A licence to smoke
Sydney University public health expert Simon Chapman has prompted the Australian government to provide smokers with yearly licences that would identify the quantity of cigarettes they could purchase.
Giving up the licence would be compensated with the payment of all the fees paid. If you give up smoking at 40, for example, you might be looking at a windfall of a few thousand dollars.
“If a person puts an additional dollar on a pack and put that into the incentive fund, the person stopping smoking would get all that money back as well,” Mr. Chapman said.
A specific glory of the licensing system would be a efficient anti-smoking strategy, with health authorities gaining from having a list of smokers’ data and details of their habit. Someone who, for example, proved resolve one year about quitting by claiming 10 cigarettes a day rather than 20 could be aimed with an individual incentive to take that final step.
Mr. Chapman wants governments to be bold in their thinking and treat tobacco like the dangerous substance it is.
Cigarettes, in contrast, are widely available to any adult person.
“Tobacco is marketed in the way it is as the style of marketing was set up long before the proof was in about the negative affects of smoking,” Mr. Chapman said. “But there is that evidence since the 1950s.” Certainly, the program would be complex. Licensed tobacco retailers would need to have a swipe-card reader and be prohibited from selling tobacco products to anyone who does not have a licence. People applying for a licence would take a test to find whether they completely knew the risks of smoking.

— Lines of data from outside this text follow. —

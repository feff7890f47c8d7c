//! Global `tracing` subscriber for the monitor binary and embedders.

use crate::config::MonitorConfig;
use std::sync::OnceLock;
use tracing_subscriber::{fmt, prelude::*, EnvFilter};

/// How the subscriber formats and filters events.
#[derive(Debug, Clone, PartialEq, Eq)]
pub struct TelemetryConfig {
    /// Filter directives used when `RUST_LOG` is unset, e.g. `"info"` or
    /// `"trade_event_monitor=debug,warn"`.
    pub log_filter: String,
    pub ansi: bool,
    /// Prefix lines with the emitting module.
    pub show_target: bool,
}

impl TelemetryConfig {
    #[must_use]
    pub fn with_filter(log_filter: impl Into<String>) -> Self {
        Self {
            log_filter: log_filter.into(),
            ..Self::default()
        }
    }

    /// Uses the monitor's configured log level for this crate only, keeping
    /// dependencies at `warn`.
    #[must_use]
    pub fn from_monitor(config: &MonitorConfig) -> Self {
        Self::with_filter(format!("warn,trade_event_monitor={}", config.log_level))
    }

    fn env_filter(&self) -> EnvFilter {
        EnvFilter::try_from_default_env().unwrap_or_else(|_| EnvFilter::new(&self.log_filter))
    }
}

impl Default for TelemetryConfig {
    fn default() -> Self {
        Self {
            log_filter: "info".into(),
            ansi: true,
            show_target: false,
        }
    }
}

/// Returned by [`init_telemetry`]; hold it for the life of the process.
#[must_use = "dropping the guard right away is harmless but usually a mistake"]
pub struct TelemetryGuard {
    installed: bool,
}

impl TelemetryGuard {
    /// Whether this process's subscriber was installed by the monitor.
    pub fn installed(&self) -> bool {
        self.installed
    }
}

impl Drop for TelemetryGuard {
    fn drop(&mut self) {
        if self.installed {
            tracing::debug!("Telemetry shut down");
        }
    }
}

static INSTALLED: OnceLock<bool> = OnceLock::new();

/// Installs the global subscriber once. `RUST_LOG` overrides
/// `config.log_filter`. Later calls, or a subscriber installed by someone
/// else (e.g. a test harness), leave the existing one in place.
pub fn init_telemetry(config: TelemetryConfig) -> TelemetryGuard {
    let installed = *INSTALLED.get_or_init(|| {
        let layer = fmt::layer()
            .with_target(config.show_target)
            .with_ansi(config.ansi);
        tracing_subscriber::registry()
            .with(config.env_filter())
            .with(layer)
            .try_init()
            .is_ok()
    });
    TelemetryGuard { installed }
}
//! Active and passive rotation usage.

use crate::{num::Float, representation::Representation};
use std::fmt;

/// How a rotation acts on the vectors it is applied to.
#[cfg_attr(feature = "serde", derive(serde::Serialize, serde::Deserialize))]
#[derive(Clone, Copy, Debug, PartialEq, Eq, Hash)]
pub enum RotationUsage {
    /// The rotation rotates vectors within a fixed reference frame.
    Active,
    /// The rotation rotates the reference frame, which is the inverse of the
    /// active rotation with the same nominal parameters.
    Passive,
}

/// Type-level usage tag of a rotation. Rotations with different usage tags
/// are distinct types and can not be composed or converted into each other.
pub trait Usage: Copy + fmt::Debug + Default + Send + Sync + 'static {
    /// The usage this tag stands for.
    const KIND: RotationUsage;

    /// The tag of the opposite usage.
    type Other: Usage<Other = Self>;
}

/// Tag for [`RotationUsage::Active`].
#[cfg_attr(feature = "serde", derive(serde::Serialize, serde::Deserialize))]
#[derive(Clone, Copy, Debug, Default, PartialEq, Eq, Hash)]
pub struct Active;

/// Tag for [`RotationUsage::Passive`].
#[cfg_attr(feature = "serde", derive(serde::Serialize, serde::Deserialize))]
#[derive(Clone, Copy, Debug, Default, PartialEq, Eq, Hash)]
pub struct Passive;

impl Usage for Active {
    const KIND: RotationUsage = RotationUsage::Active;
    type Other = Passive;
}

impl Usage for Passive {
    const KIND: RotationUsage = RotationUsage::Passive;
    type Other = Active;
}

impl fmt::Display for RotationUsage {
    fn fmt(&self, f: &mut fmt::Formatter<'_>) -> fmt::Result {
        match self {
            Self::Active => write!(f, "active"),
            Self::Passive => write!(f, "passive"),
        }
    }
}

/// Translates between the stored payload of a rotation and the logical
/// payload its accessors present. Active payloads pass through; passive
/// payloads are mirrored (negated angles, transposed matrix, conjugated
/// quaternion). The mirror is an involution, so the same function serves
/// both directions.
#[inline]
pub(crate) fn usage_transformed<R, T, U>(payload: R::Payload<T>) -> R::Payload<T>
where
    R: Representation,
    T: Float,
    U: Usage,
{
    match U::KIND {
        RotationUsage::Active => payload,
        RotationUsage::Passive => R::mirrored(&payload),
    }
}
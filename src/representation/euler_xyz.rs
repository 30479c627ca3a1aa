//! Euler angles about the X, Y' and Z'' axes (roll, pitch, yaw).

use crate::{
    conversion,
    num::Float,
    representation::{self, Payload, Representation, RepresentationKind, euler_zyx},
    rotation::Rotation,
    usage::Usage,
};
use nalgebra::Vector3;
use simba::scalar::SubsetOf;

/// Representation tag for intrinsic XYZ Euler angles stored as
/// `[roll; pitch; yaw]`, describing `Rx(roll) Ry(pitch) Rz(yaw)`.
#[derive(Clone, Copy, Debug, Default)]
pub struct EulerXyzRepr;

/// A rotation stored as roll, pitch and yaw angles.
pub type EulerAnglesXyz<T, U> = Rotation<EulerXyzRepr, T, U>;

/// Alias of [`EulerAnglesXyz`] named after its angles.
pub type EulerAnglesRpy<T, U> = EulerAnglesXyz<T, U>;

impl Representation for EulerXyzRepr {
    const KIND: RepresentationKind = RepresentationKind::EulerAnglesXyz;

    type Payload<T: Float> = Vector3<T>;

    fn identity<T: Float>() -> Vector3<T> {
        Vector3::zeros()
    }

    fn into_payload<T: Float>(value: Vector3<T>) -> Payload<T> {
        Payload::EulerAnglesXyz(value)
    }

    fn from_payload<T: Float>(payload: &Payload<T>) -> Vector3<T> {
        conversion::to_euler_xyz(payload)
    }

    fn mirrored<T: Float>(value: &Vector3<T>) -> Vector3<T> {
        -value
    }

    fn inverted<T: Float>(value: &Vector3<T>) -> Vector3<T> {
        representation::inverted_through_matrix::<Self, T>(value)
    }

    fn unique<T: Float>(value: &Vector3<T>) -> Vector3<T> {
        euler_zyx::unique_tait_bryan_angles(value)
    }

    fn cast<T: Float + SubsetOf<V>, V: Float>(value: &Vector3<T>) -> Vector3<V> {
        value.cast()
    }
}

impl<T: Float, U: Usage> EulerAnglesXyz<T, U> {
    pub fn new(roll: T, pitch: T, yaw: T) -> Self {
        Self::from_angles(&Vector3::new(roll, pitch, yaw))
    }

    /// Creates a rotation from the angles `[roll; pitch; yaw]`.
    pub fn from_angles(angles: &Vector3<T>) -> Self {
        Self::from_implementation(*angles)
    }

    pub fn angles(&self) -> Vector3<T> {
        self.to_implementation()
    }

    impl_component_accessors!(
        0 => roll, set_roll;
        1 => pitch, set_pitch;
        2 => yaw, set_yaw;
        0 => x, set_x;
        1 => y, set_y;
        2 => z, set_z;
    );
}
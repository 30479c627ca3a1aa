#![allow(dead_code)]

use impact_rotation::{
    AngleAxisRepr, EulerXyzRepr, EulerZyxRepr, EulerZyzRepr, MatrixRepr, QuaternionRepr,
    Representation, Rotation, RotationVectorRepr, Usage,
};
use nalgebra::{UnitQuaternion, Vector3, vector};
use proptest::prelude::*;
use std::f64::consts::{FRAC_PI_2, PI, TAU};

/// Largest acceptable angle between rotations that should be equal.
pub const TOLERANCE: f64 = 1e-9;

prop_compose! {
    pub fn unit_axis_strategy()(
        direction_phi in 0.0..TAU,
        direction_theta in 0.0..PI,
    ) -> Vector3<f64> {
        vector![
            direction_phi.cos() * direction_theta.sin(),
            direction_phi.sin() * direction_theta.sin(),
            direction_theta.cos()
        ]
    }
}

prop_compose! {
    pub fn angle_strategy(max_angle: f64)(angle in -max_angle..max_angle) -> f64 {
        angle
    }
}

prop_compose! {
    /// Tait-Bryan angles with the middle angle kept away from gimbal lock,
    /// where extraction loses precision.
    pub fn tait_bryan_angles_strategy()(
        first in -PI..PI,
        middle in -(FRAC_PI_2 - 0.05)..(FRAC_PI_2 - 0.05),
        third in -PI..PI,
    ) -> Vector3<f64> {
        vector![first, middle, third]
    }
}

prop_compose! {
    /// ZYZ angles with the nutation kept away from 0 and π.
    pub fn proper_euler_angles_strategy()(
        precession in -PI..PI,
        nutation in 0.05..(PI - 0.05),
        spin in -PI..PI,
    ) -> Vector3<f64> {
        vector![precession, nutation, spin]
    }
}

prop_compose! {
    /// Angles anywhere in a few turns, for exercising wrapping.
    pub fn unbounded_angles_strategy()(
        first in -10.0..10.0,
        middle in -10.0..10.0,
        third in -10.0..10.0,
    ) -> Vector3<f64> {
        vector![first, middle, third]
    }
}

prop_compose! {
    pub fn rotation_vector_strategy(max_angle: f64)(
        axis in unit_axis_strategy(),
        angle in 0.0..max_angle,
    ) -> Vector3<f64> {
        axis * angle
    }
}

prop_compose! {
    pub fn quaternion_strategy()(
        axis in unit_axis_strategy(),
        angle in -PI..PI,
    ) -> UnitQuaternion<f64> {
        UnitQuaternion::from_axis_angle(&nalgebra::Unit::new_unchecked(axis), angle)
    }
}

pub fn assert_near<A: Representation, B: Representation, U: Usage>(
    a: &Rotation<A, f64, U>,
    b: &Rotation<B, f64, U>,
) {
    let disparity = a.disparity_angle(b);
    assert!(
        disparity <= TOLERANCE,
        "rotations differ by {disparity} rad:\n{a:?}\n{b:?}"
    );
}

/// Converts the rotation into `B` and back, checking that neither step
/// changes the rotation.
pub fn assert_round_trip<A: Representation, B: Representation, U: Usage>(
    rotation: &Rotation<A, f64, U>,
) {
    let converted: Rotation<B, f64, U> = rotation.convert();
    assert_near(&converted, rotation);
    let back: Rotation<A, f64, U> = converted.convert();
    assert_near(&back, rotation);
}

/// Round trips the rotation through every representation.
pub fn assert_round_trips_through_all<A: Representation, U: Usage>(
    rotation: &Rotation<A, f64, U>,
) {
    assert_round_trip::<A, MatrixRepr, U>(rotation);
    assert_round_trip::<A, QuaternionRepr, U>(rotation);
    assert_round_trip::<A, AngleAxisRepr, U>(rotation);
    assert_round_trip::<A, RotationVectorRepr, U>(rotation);
    assert_round_trip::<A, EulerZyxRepr, U>(rotation);
    assert_round_trip::<A, EulerXyzRepr, U>(rotation);
    assert_round_trip::<A, EulerZyzRepr, U>(rotation);
}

That the tobacco industry would struggle the initiative tooth and nail was evident from a declaration that British American Tobacco made this year.
“Manu adult people enjoy cigarette smoking and will continue to smoke and it’s their right. It is sold a controversial product, but it’s a legal.” Jeff Collin, a public health specialist from Scotland’s Edinburgh University, condemned Chapman’s proposal from a different perspective, stating that the target of anti-smoking campaigns should keep with the providers, rather than move to customers.
“Another apparent criticism is that, if tobacco is so dangerous, why not ban it?” Mr. Chapman said. “Some people are greatly hooked. It would be a formula for a very significant black market supplying those desperate people.”